Frontend and Receiver Technology for Microwave and Sub-Millimeter Receivers up to 800 GHz
Czekala, H; Rose, T; Walber, A; Zimmermann, R
RPG Radiometer Physics GmbH
Radiometer Physics GmbH (RPG) recently has made significant advances in the performance of receiver frontends at various frequency bands. Depending on the input frequency the receiver design is optimized for best noise performance, system stability, and robustness against radio frequency interference.
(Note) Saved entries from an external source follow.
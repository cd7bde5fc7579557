//! coursedesk - command-line client for the course platform's admin API.
//!
//! Logs in against the backend, keeps the session alive with background
//! token refresh, and issues authenticated requests through the shared
//! session client.

mod prompt;
mod watch;

use std::io;
use std::path::Path;
use std::sync::Arc;

use anyhow::{bail, Context, Result};
use clap::{Parser, Subcommand};
use coursedesk_core::api::{Method, RegisterRequest};
use coursedesk_core::{
    ApiRequest, AuthApi, AuthState, Config, LogoutReason, SessionManager, TokenStore,
};
use tracing::info;
use tracing_appender::non_blocking::WorkerGuard;
use tracing_subscriber::{fmt, prelude::*, EnvFilter};

#[derive(Parser)]
#[command(name = "coursedesk", version, about = "Command-line client for the coursedesk admin API")]
struct Cli {
    /// Override the API base URL for this run
    #[arg(long, global = true)]
    api_url: Option<String>,

    #[command(subcommand)]
    command: Command,
}

#[derive(Subcommand)]
enum Command {
    /// Log in and store the session
    Login {
        #[arg(long)]
        email: Option<String>,
    },
    /// Clear the stored session
    Logout,
    /// Show whether a session is stored
    Status,
    /// Create an account
    Register {
        #[arg(long)]
        name: String,
        #[arg(long)]
        email: String,
    },
    /// Confirm a registration with the one-time code
    VerifyOtp {
        #[arg(long)]
        email: String,
        #[arg(long)]
        otp: String,
    },
    /// Send a new one-time code
    ResendOtp {
        #[arg(long)]
        email: String,
    },
    /// Confirm an email address with the token from the verification mail
    VerifyEmail {
        #[arg(long)]
        token: String,
    },
    /// Request a password reset mail
    ForgotPassword {
        #[arg(long)]
        email: String,
    },
    /// Set a new password with the token from the reset mail
    ResetPassword {
        #[arg(long)]
        token: String,
    },
    /// Send an authenticated request, e.g. `request GET /courses`
    Request {
        method: String,
        path: String,
        /// JSON request body
        #[arg(long)]
        data: Option<String>,
        /// Query parameter as key=value, repeatable
        #[arg(long = "query", value_parser = parse_key_val)]
        query: Vec<(String, String)>,
    },
    /// Keep the session alive and log out after inactivity.
    /// Each line typed on stdin counts as activity.
    Watch {
        /// Seconds without activity before the warning
        #[arg(long)]
        idle_secs: Option<u64>,
        /// Warning countdown length in seconds
        #[arg(long)]
        warning_seconds: Option<u32>,
    },
}

fn parse_key_val(s: &str) -> Result<(String, String), String> {
    let (key, value) = s
        .split_once('=')
        .ok_or_else(|| format!("expected key=value, got `{}`", s))?;
    if key.is_empty() {
        return Err(format!("empty key in `{}`", s));
    }
    Ok((key.to_string(), value.to_string()))
}

/// Initialize the tracing subscriber for logging.
///
/// Use RUST_LOG env var to control log level (e.g., RUST_LOG=debug).
/// When a log directory is configured, logs are also written to a daily file.
fn init_tracing(log_dir: Option<&Path>) -> Option<WorkerGuard> {
    let filter = EnvFilter::try_from_default_env().unwrap_or_else(|_| EnvFilter::new("warn"));

    let (file_layer, guard) = match log_dir {
        Some(dir) => {
            let appender = tracing_appender::rolling::daily(dir, "coursedesk.log");
            let (writer, guard) = tracing_appender::non_blocking(appender);
            (
                Some(fmt::layer().with_writer(writer).with_ansi(false)),
                Some(guard),
            )
        }
        None => (None, None),
    };

    tracing_subscriber::registry()
        .with(filter)
        .with(fmt::layer().with_writer(io::stderr))
        .with(file_layer)
        .init();

    guard
}

#[tokio::main]
async fn main() -> Result<()> {
    // Load .env file if present (silently ignore if not found)
    let _ = dotenvy::dotenv();

    let cli = Cli::parse();

    let mut config = Config::load()?;
    if let Some(url) = cli.api_url.clone() {
        config.api_base_url = url;
    }

    let _log_guard = init_tracing(config.log_dir.as_deref());
    info!(api = %config.api_base_url, "coursedesk starting");

    let store = config.open_store()?;
    let (manager, api) = SessionManager::connect(Arc::clone(&store), config.session_options())?;

    match cli.command {
        Command::Login { email } => login(&mut config, &manager, &api, email).await,
        Command::Logout => {
            manager.logout(LogoutReason::User);
            println!("Logged out.");
            Ok(())
        }
        Command::Status => status(&manager, store.as_ref()),
        Command::Register { name, email } => {
            let password = prompt::new_password()?;
            let ack = api
                .register(&RegisterRequest {
                    name,
                    email: email.clone(),
                    password,
                })
                .await?;
            prompt::print_ack(&ack, &format!("Registered. Check {} for a verification code.", email));
            Ok(())
        }
        Command::VerifyOtp { email, otp } => {
            let ack = api.verify_otp(&email, &otp).await?;
            prompt::print_ack(&ack, "Account verified.");
            Ok(())
        }
        Command::ResendOtp { email } => {
            let ack = api.resend_otp(&email).await?;
            prompt::print_ack(&ack, "Verification code sent.");
            Ok(())
        }
        Command::VerifyEmail { token } => {
            let ack = api.verify_email(&token).await?;
            prompt::print_ack(&ack, "Email verified.");
            Ok(())
        }
        Command::ForgotPassword { email } => {
            let ack = api.forgot_password(&email).await?;
            prompt::print_ack(&ack, "If the account exists, a reset link was sent.");
            Ok(())
        }
        Command::ResetPassword { token } => {
            let password = prompt::new_password()?;
            let ack = api.reset_password(&token, &password).await?;
            prompt::print_ack(&ack, "Password updated. You can log in now.");
            Ok(())
        }
        Command::Request {
            method,
            path,
            data,
            query,
        } => request(&manager, &method, &path, data.as_deref(), query).await,
        Command::Watch {
            idle_secs,
            warning_seconds,
        } => {
            let mut idle = config.idle_config();
            if let Some(secs) = idle_secs {
                idle.idle_duration = std::time::Duration::from_secs(secs);
            }
            if let Some(secs) = warning_seconds {
                idle.warning_seconds = secs;
            }
            watch::run(manager, idle).await
        }
    }
}

async fn login(
    config: &mut Config,
    manager: &Arc<SessionManager>,
    api: &AuthApi,
    email: Option<String>,
) -> Result<()> {
    let email = match email {
        Some(email) => email,
        None => prompt::email(config.last_email.as_deref())?,
    };
    if email.is_empty() {
        bail!("Email required");
    }
    let password = prompt::password()?;

    eprintln!("Authenticating...");
    match manager.login(api, &email, &password).await {
        Ok(response) => {
            config.last_email = Some(email);
            if let Err(e) = config.save() {
                tracing::warn!(error = %e, "Failed to save config");
            }
            match response.name {
                Some(name) => println!("Logged in as {}.", name),
                None => println!("Login successful."),
            }
            Ok(())
        }
        Err(e) => bail!(prompt::login_error_message(&e)),
    }
}

fn status(manager: &SessionManager, store: &dyn TokenStore) -> Result<()> {
    let session = store.load()?;
    let state = manager.auth_state()?;
    match state {
        AuthState::Authenticated => println!("Logged in."),
        AuthState::RefreshOnly => println!("Session will be renewed on the next request."),
        AuthState::Unauthenticated => println!("Not logged in."),
    }
    if let Some(profile) = session.profile {
        if let Some(name) = profile.name {
            println!("  Name:  {}", name);
        }
        if let Some(email) = profile.email {
            println!("  Email: {}", email);
        }
    }
    if let Some(updated) = session.updated_at {
        println!("  Tokens updated: {}", updated.format("%Y-%m-%d %H:%M:%S UTC"));
    }
    Ok(())
}

async fn request(
    manager: &Arc<SessionManager>,
    method: &str,
    path: &str,
    data: Option<&str>,
    query: Vec<(String, String)>,
) -> Result<()> {
    manager.require_auth()?;

    let method = Method::from_bytes(method.to_uppercase().as_bytes())
        .with_context(|| format!("Invalid HTTP method: {}", method))?;
    let mut request = ApiRequest::new(method, path);
    for (key, value) in query {
        request = request.query(key, value);
    }
    if let Some(data) = data {
        let body: serde_json::Value =
            serde_json::from_str(data).context("--data must be valid JSON")?;
        request = request.json(&body)?;
    }

    let response = manager.client().send(&request).await?;
    if !response.is_null() {
        println!("{}", serde_json::to_string_pretty(&response)?);
    }
    Ok(())
}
Up to 119 GHz, a direct detection design is usually showing better performance than heterodyne receivers. RPG is using MMICs from the Fraunhofer Institute for Applied Solid-State Physics (IAF Freiburg, Germany) to build compact and reliable low noise amplifiers (LNA) with a noise temperature of 450 K at 90 GHz. These direct detection receivers allow compact system integration and provide inherent robustness to all RFI except for direct in-band sources. Direct detection frontends up to W-band are equipped with a noise injection section and a magnetical Dicke switch in between the feedhorn and the LNA. With these features, the receivers are auto-calibrating and the frontend stays on scene all time.
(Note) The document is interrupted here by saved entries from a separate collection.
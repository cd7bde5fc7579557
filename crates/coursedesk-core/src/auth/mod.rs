//! Persisted session credentials.
//!
//! This module provides:
//! - `TokenStore`: the typed storage interface the session layer depends on
//! - `MemoryStore`: in-process storage for tests and embedding
//! - `FileStore`: `session.json` in the cache directory
//! - `KeyringStore`: OS-level credential storage via keyring
//!
//! Tokens are stored without expiry metadata; an access token is assumed
//! valid until a request proves otherwise.

pub mod credentials;
pub mod file;
pub mod store;

pub use credentials::KeyringStore;
pub use file::FileStore;
pub use store::{MemoryStore, StoredSession, TokenStore, UserProfile};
Fully equipped radiometers (including optics, feed, noise injection, Dicke Switching, LNA and detector) have noise temperatures of 280 K (550 K, 900 K) at 20 to 30 GHz (50 to 60 GHz, 90 GHz).
The magnetically switched Faraday rotators act as terminations with better than 30 dB isolation and input match, while having less than 1 dB insertion loss. Additionally, these devices are used for power levelling in the W-band and beyond.
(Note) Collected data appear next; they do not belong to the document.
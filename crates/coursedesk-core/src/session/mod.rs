//! Client-side session lifecycle.
//!
//! - `RefreshCoordinator`: single-flight token refresh shared by the
//!   request-driven (401) path and the background timer
//! - `RefreshTimer`: proactive refresh at a fixed interval
//! - `IdleTimer`: inactivity detection with a warning countdown
//! - `SessionManager`: owns all of the above, one per application
//!
//! Consumers learn about session changes through `SessionEvent`s. A
//! `LoggedOut` event is the signal to route back to the login screen.

pub mod coordinator;
pub mod idle;
pub mod manager;
pub mod timer;

use serde::Serialize;
use thiserror::Error;

use crate::api::ApiError;

pub use coordinator::{RefreshCoordinator, RefreshError, RefreshTrigger};
pub use idle::{
    activity_channel, ActivityEvent, ActivitySource, ChannelActivitySource, IdleConfig, IdleMachine,
    IdlePhase, IdleSnapshot, IdleTimer,
};
pub use manager::{AuthState, SessionManager, SessionOptions};
pub use timer::RefreshTimer;

/// Why a session ended.
#[derive(Debug, Clone, Copy, PartialEq, Eq, Serialize)]
#[cfg_attr(feature = "ts", derive(ts_rs::TS))]
#[cfg_attr(feature = "ts", ts(export))]
pub enum LogoutReason {
    /// Explicit user action
    User,
    /// The refresh token was rejected while recovering a failed request
    RefreshFailed,
    /// A request needed a refresh but no refresh token was stored
    MissingRefreshToken,
    /// The idle warning countdown ran out
    IdleTimeout,
}

#[derive(Debug, Clone, Copy, PartialEq, Eq, Serialize)]
#[cfg_attr(feature = "ts", derive(ts_rs::TS))]
#[cfg_attr(feature = "ts", ts(export))]
#[serde(tag = "type")]
pub enum SessionEvent {
    LoggedIn,
    Refreshed,
    LoggedOut { reason: LogoutReason },
}

#[derive(Error, Debug)]
pub enum SessionError {
    #[error("Not logged in")]
    NotAuthenticated,

    #[error(transparent)]
    Api(#[from] ApiError),

    #[error("Session storage error: {0}")]
    Storage(String),
}

impl SessionError {
    pub(crate) fn storage(err: anyhow::Error) -> Self {
        SessionError::Storage(format!("{:#}", err))
    }
}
At 183 GHz and higher up towards sub-millimeter applications, the heterodyne detection still performs better than low-noise amplification at the signal input. Using sub-harmonic mixers designed at RPG, we obtain noise temperatures of 400 K at 183 GHz for the DSB mixer. The complete frontend has 800 K. A noise source at 183 GHz delivers 5000 K of power and is coupled to the system with a 10 dB coupler. When adding the noise injection to the system, the system noise is roughly 1100 to 1400 K, depending on the IF channel within the 0.1 GHz to 9 GHz IF bandwidth.
The sub-harmonic heterodyne receiver frontends at 280 GHz and 425 GHz have system noise temperatures of 900 and 2700 K, respectively, for the complete system. Similar receivers for 600 and 800 GHz are currently optimized.